=== PROBLEM DETAILS ===
The response should contain only those lines of the entries below that include the string "PgPoolOptions".

══════

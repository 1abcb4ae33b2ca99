//! HTTP handlers for severity predictions

use axum::{extract::State, Json};
use serde::Deserialize;
use shared::{PredictionQuery, PredictionResponse};
use validator::{Validate, ValidationErrors};

use crate::error::{AppError, AppResult};
use crate::AppState;

/// Prediction request body
#[derive(Debug, Deserialize, Validate)]
pub struct PredictionRequest {
    /// `D.M.YYYY` or `YYYY-MM-DD`
    #[validate(length(min = 1, max = 32))]
    pub date: String,
    #[validate(range(min = -90.0, max = 90.0))]
    pub lat: f64,
    #[validate(range(min = -180.0, max = 180.0))]
    pub lon: f64,
    /// Display name of the place; defaults to the coordinates
    #[validate(length(max = 200))]
    pub label: Option<String>,
}

impl From<PredictionRequest> for PredictionQuery {
    fn from(req: PredictionRequest) -> Self {
        let label = req
            .label
            .filter(|l| !l.trim().is_empty())
            .unwrap_or_else(|| format!("{:.4}, {:.4}", req.lat, req.lon));
        PredictionQuery {
            date: req.date,
            lat: req.lat,
            lon: req.lon,
            label,
        }
    }
}

/// First failing field of a derived validation
pub(crate) fn validation_error(errors: ValidationErrors) -> AppError {
    let field = errors
        .field_errors()
        .keys()
        .next()
        .map(|f| f.to_string())
        .unwrap_or_else(|| "request".to_string());
    AppError::validation(
        &field,
        format!("Invalid value for {}", field),
        format!("Virheellinen arvo kentässä {}", field),
    )
}

/// Predict the bloom severity for a place and day
pub async fn predict(
    State(state): State<AppState>,
    Json(request): Json<PredictionRequest>,
) -> AppResult<Json<PredictionResponse>> {
    request.validate().map_err(validation_error)?;

    let predictor = state.predictor.as_ref().ok_or(AppError::ModelNotLoaded)?;
    let response = predictor.predict(&request.into())?;
    Ok(Json(response))
}
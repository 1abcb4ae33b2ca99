//! Weekly bulletin and local situation summaries
//!
//! Both select a slice of observations, compute a few counts and hand the
//! records to the summarizer. A summarizer failure is reported next to the
//! data instead of failing the request.

use std::sync::{Arc, OnceLock};

use chrono::{Duration, NaiveDate};
use regex::Regex;
use serde::Serialize;
use shared::{GpsCoordinates, Observation};

use crate::error::{AppError, AppResult};
use crate::external::summarizer::{Summarizer, SummaryKind};
use crate::services::observations::ObservationStore;

/// Days before the latest observation covered by the weekly bulletin
pub const WEEKLY_WINDOW_DAYS: i64 = 20;

/// Default search radius for a local summary
pub const DEFAULT_LOCAL_RADIUS_KM: f64 = 10.0;

/// Observations passed to the summarizer for a local summary
pub const LOCAL_HISTORY_LEN: usize = 10;

/// Country-wide bulletin over the most recent observations
#[derive(Debug, Clone, Serialize)]
pub struct WeeklyBulletin {
    pub start: NaiveDate,
    pub end: NaiveDate,
    pub observation_count: usize,
    /// Rows with any algae
    pub algae_present: usize,
    /// Rows at level 2 or 3
    pub heavy_bloom: usize,
    /// Newest first
    pub observations: Vec<Observation>,
    pub summary: Option<String>,
    #[serde(skip_serializing_if = "Option::is_none")]
    pub summary_error: Option<String>,
}

/// Situation around one point
#[derive(Debug, Clone, Serialize)]
pub struct LocalAnalysis {
    /// Nearest station name without its site code
    pub place: String,
    pub latitude: f64,
    pub longitude: f64,
    pub radius_km: f64,
    pub total_observations: usize,
    /// Newest first, at most [`LOCAL_HISTORY_LEN`]
    pub recent: Vec<Observation>,
    pub summary: Option<String>,
    #[serde(skip_serializing_if = "Option::is_none")]
    pub summary_error: Option<String>,
}

fn site_code_pattern() -> Option<&'static Regex> {
    static PATTERN: OnceLock<Option<Regex>> = OnceLock::new();
    PATTERN.get_or_init(|| Regex::new(r"\s*\([\d\.]+\)").ok()).as_ref()
}

/// `Ormajärvi (35.792.1.001)/Havaintopaikka 2` becomes `Ormajärvi/Havaintopaikka 2`
pub fn strip_site_code(station: &str) -> String {
    match site_code_pattern() {
        Some(pattern) => pattern.replace_all(station, "").trim().to_string(),
        None => station.trim().to_string(),
    }
}

/// Rows from the `WEEKLY_WINDOW_DAYS` days ending at the latest date, newest first
pub fn weekly_window(observations: &[Observation]) -> Option<(NaiveDate, NaiveDate, Vec<Observation>)> {
    let end = observations.iter().map(|o| o.date).max()?;
    let start = end - Duration::days(WEEKLY_WINDOW_DAYS);

    let mut selected: Vec<Observation> = observations
        .iter()
        .filter(|o| o.date >= start && o.date <= end)
        .cloned()
        .collect();
    selected.sort_by(|a, b| b.date.cmp(&a.date));

    Some((start, end, selected))
}

#[derive(Clone)]
pub struct SummaryService {
    store: Arc<dyn ObservationStore>,
    summarizer: Option<Arc<dyn Summarizer>>,
}

impl SummaryService {
    pub fn new(store: Arc<dyn ObservationStore>, summarizer: Option<Arc<dyn Summarizer>>) -> Self {
        Self { store, summarizer }
    }

    async fn summarize(&self, records: &[Observation], kind: &SummaryKind) -> (Option<String>, Option<String>) {
        let Some(summarizer) = &self.summarizer else {
            return (None, Some("Summarizer is not configured".to_string()));
        };

        match summarizer.summarize(records, kind).await {
            Ok(text) => (Some(text), None),
            Err(e) => {
                tracing::warn!("Summary failed: {}", e);
                (None, Some(e.to_string()))
            }
        }
    }

    /// Bulletin over the last weeks of observations
    pub async fn weekly(&self, today: NaiveDate) -> AppResult<WeeklyBulletin> {
        let observations = self.store.all().await?;
        let (start, end, selected) = weekly_window(&observations)
            .ok_or_else(|| AppError::DataUnavailable("no observations stored".to_string()))?;

        let algae_present = selected.iter().filter(|o| o.severity.is_present()).count();
        let heavy_bloom = selected.iter().filter(|o| o.severity.level() >= 2).count();

        tracing::info!(
            "Weekly bulletin {} - {}: {} observations",
            start,
            end,
            selected.len()
        );

        let kind = SummaryKind::Weekly { start, end, today };
        let (summary, summary_error) = self.summarize(&selected, &kind).await;

        Ok(WeeklyBulletin {
            start,
            end,
            observation_count: selected.len(),
            algae_present,
            heavy_bloom,
            observations: selected,
            summary,
            summary_error,
        })
    }

    /// Summary of observations within `radius_km` of a point
    pub async fn local(&self, point: GpsCoordinates, radius_km: f64, today: NaiveDate) -> AppResult<LocalAnalysis> {
        let observations = self.store.all().await?;

        let nearest = observations.iter().min_by(|a, b| {
            a.coordinates()
                .haversine_km(&point)
                .total_cmp(&b.coordinates().haversine_km(&point))
        });
        let Some(nearest) = nearest else {
            return Err(AppError::DataUnavailable("no observations stored".to_string()));
        };
        let place = strip_site_code(&nearest.station);

        let mut local: Vec<Observation> = observations
            .iter()
            .filter(|o| o.coordinates().haversine_km(&point) <= radius_km)
            .cloned()
            .collect();
        if local.is_empty() {
            return Err(AppError::NotFound(format!(
                "Observations within {} km of ({:.2}, {:.2})",
                radius_km, point.latitude, point.longitude
            )));
        }

        let total_observations = local.len();
        local.sort_by(|a, b| b.date.cmp(&a.date));
        local.truncate(LOCAL_HISTORY_LEN);

        let kind = SummaryKind::Local {
            place: place.clone(),
            radius_km,
            today,
            total_rows: total_observations,
        };
        let (summary, summary_error) = self.summarize(&local, &kind).await;

        Ok(LocalAnalysis {
            place,
            latitude: point.latitude,
            longitude: point.longitude,
            radius_km,
            total_observations,
            recent: local,
            summary,
            summary_error,
        })
    }
}

#[cfg(test)]
mod tests {
    use super::*;

    #[test]
    fn test_strip_site_code() {
        assert_eq!(
            strip_site_code("Ormajärvi (35.792.1.001)/Havaintopaikka 2"),
            "Ormajärvi/Havaintopaikka 2"
        );
        assert_eq!(strip_site_code("Vesijärvi"), "Vesijärvi");
    }
}
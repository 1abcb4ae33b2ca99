//! Algae Bloom Risk Platform - Backend Server
//!
//! Serves severity predictions, observation queries, hotspot maps and
//! narrative summaries for Finnish lake and sea observation stations.

use std::{net::SocketAddr, sync::Arc, time::Duration};

use algae_bloom_backend::{
    create_app,
    error::AppError,
    external::{GeminiSummarizer, Summarizer},
    services::{
        corpus::read_corpus, hotspot, MemoryObservationStore, ObservationStore,
        PgObservationStore, PredictionService, SummaryService,
    },
    AppState, Config,
};
use sqlx::postgres::PgPoolOptions;
use tracing_subscriber::{layer::SubscriberExt, util::SubscriberInitExt};

#[tokio::main]
async fn main() -> anyhow::Result<()> {
    // Initialize tracing
    tracing_subscriber::registry()
        .with(
            tracing_subscriber::EnvFilter::try_from_default_env().unwrap_or_else(|_| {
                "bloom_server=debug,algae_bloom_backend=debug,tower_http=debug,sqlx=warn".into()
            }),
        )
        .with(tracing_subscriber::fmt::layer())
        .init();

    // Load configuration
    dotenvy::dotenv().ok();
    let config = Config::load()?;

    tracing::info!("Starting Algae Bloom Risk Server");
    tracing::info!("Environment: {}", config.environment);

    let store = open_store(&config).await?;

    // A missing model is not fatal; the prediction endpoint answers 503
    let predictor = match PredictionService::load(&config) {
        Ok(service) => Some(Arc::new(service)),
        Err(e @ AppError::ModelIncompatible(_)) => return Err(e.into()),
        Err(e) => {
            tracing::warn!("Prediction model not loaded: {}", e);
            None
        }
    };

    let summarizer: Option<Arc<dyn Summarizer>> = match GeminiSummarizer::from_config(&config.summarizer)? {
        Some(client) => Some(Arc::new(client)),
        None => {
            tracing::warn!("No summarizer API key configured; summaries are disabled");
            None
        }
    };

    let hotspots = hotspot::build_report(store.as_ref()).await?;

    // Create application state
    let state = AppState {
        config: Arc::new(config.clone()),
        predictor,
        summaries: SummaryService::new(store.clone(), summarizer),
        store,
        hotspots: Arc::new(hotspots),
    };

    // Build application
    let app = create_app(state);

    // Start server
    let ip: std::net::IpAddr = config.server.host.parse()?;
    let addr = SocketAddr::from((ip, config.server.port));
    tracing::info!("Listening on {}", addr);

    let listener = tokio::net::TcpListener::bind(addr).await?;
    axum::serve(listener, app).await?;

    Ok(())
}

/// PostgreSQL when a database URL is configured, otherwise the enriched corpus in memory
async fn open_store(config: &Config) -> anyhow::Result<Arc<dyn ObservationStore>> {
    if let Some(url) = &config.database.url {
        tracing::info!("Connecting to database...");
        let db_pool = PgPoolOptions::new()
            .max_connections(config.database.max_connections)
            .min_connections(config.database.min_connections)
            .acquire_timeout(Duration::from_secs(30))
            .connect(url)
            .await?;

        tracing::info!("Database connection established");

        // Run migrations in development
        if config.environment == "development" {
            tracing::info!("Running database migrations...");
            sqlx::migrate!("./migrations").run(&db_pool).await?;
            tracing::info!("Migrations completed");
        }

        return Ok(Arc::new(PgObservationStore::new(db_pool)));
    }

    let observations = match read_corpus(&config.enriched_corpus_path) {
        Ok(corpus) => corpus.into_iter().map(|r| r.observation).collect(),
        Err(e) => {
            tracing::warn!(
                "No database configured and corpus {} unreadable: {}",
                config.enriched_corpus_path.display(),
                e
            );
            Vec::new()
        }
    };
    tracing::info!("Using in-memory store with {} observations", observations.len());

    Ok(Arc::new(MemoryObservationStore::new(observations)))
}
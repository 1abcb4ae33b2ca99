//! Weather data models

use serde::{Deserialize, Serialize};

/// Trailing-window weather summary attached to an observation.
///
/// All three values come from the same archive response.
#[derive(Debug, Clone, Copy, PartialEq, Serialize, Deserialize)]
pub struct WeatherWindow {
    /// Mean of daily mean air temperature (°C)
    pub avg_temp_7d: f64,
    /// Sum of daily precipitation (mm)
    pub precip_sum_7d: f64,
    /// Mean of daily mean wind speed at 10 m
    pub wind_mean_7d: f64,
}

impl WeatherWindow {
    pub fn new(avg_temp_7d: f64, precip_sum_7d: f64, wind_mean_7d: f64) -> Self {
        Self {
            avg_temp_7d,
            precip_sum_7d,
            wind_mean_7d,
        }
    }

    pub fn is_finite(&self) -> bool {
        self.avg_temp_7d.is_finite() && self.precip_sum_7d.is_finite() && self.wind_mean_7d.is_finite()
    }
}

/// Rough surface water temperature from a daily air temperature series.
///
/// Water lags air: each day moves 10% of the way towards `air - 3.5 °C`,
/// starting 4 °C below the first day's air temperature.
pub fn simulate_water_temperature(air: &[f64]) -> Vec<f64> {
    let mut current = air.first().map(|t| t - 4.0).unwrap_or(5.0);
    air.iter()
        .map(|&t| {
            current = current * 0.9 + (t - 3.5) * 0.1;
            current
        })
        .collect()
}

/// Water above this temperature points to heat rather than nutrients as the bloom driver
pub const WARM_WATER_THRESHOLD_C: f64 = 19.0;

#[cfg(test)]
mod tests {
    use super::*;

    #[test]
    fn test_simulate_water_first_day() {
        let water = simulate_water_temperature(&[20.0]);
        // start 16.0, then 16.0 * 0.9 + 16.5 * 0.1
        assert!((water[0] - 16.05).abs() < 1e-9);
    }

    #[test]
    fn test_simulate_water_converges_towards_air() {
        let air = vec![25.0; 200];
        let water = simulate_water_temperature(&air);
        assert!((water.last().unwrap() - 21.5).abs() < 1e-3);
    }

    #[test]
    fn test_simulate_water_empty() {
        assert!(simulate_water_temperature(&[]).is_empty());
    }
}
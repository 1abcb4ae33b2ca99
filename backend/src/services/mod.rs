//! Pipeline and query services for the Algae Bloom Risk Platform

pub mod boosting;
pub mod classifier;
pub mod corpus;
pub mod enrichment;
pub mod features;
pub mod historical;
pub mod hotspot;
pub mod ingest;
pub mod observations;
pub mod prediction;
pub mod summary;

pub use classifier::SeverityClassifier;
pub use enrichment::{EnrichmentOutcome, WeatherEnricher};
pub use features::{FeatureVector, FEATURE_COUNT, FEATURE_NAMES};
pub use historical::HistoricalAverager;
pub use ingest::{IngestReport, RecordIngestor};
pub use observations::{MemoryObservationStore, ObservationStore, PgObservationStore};
pub use prediction::PredictionService;
pub use summary::SummaryService;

══════

=== OUTPUT ===
use sqlx::postgres::PgPoolOptions;
        let db_pool = PgPoolOptions::new()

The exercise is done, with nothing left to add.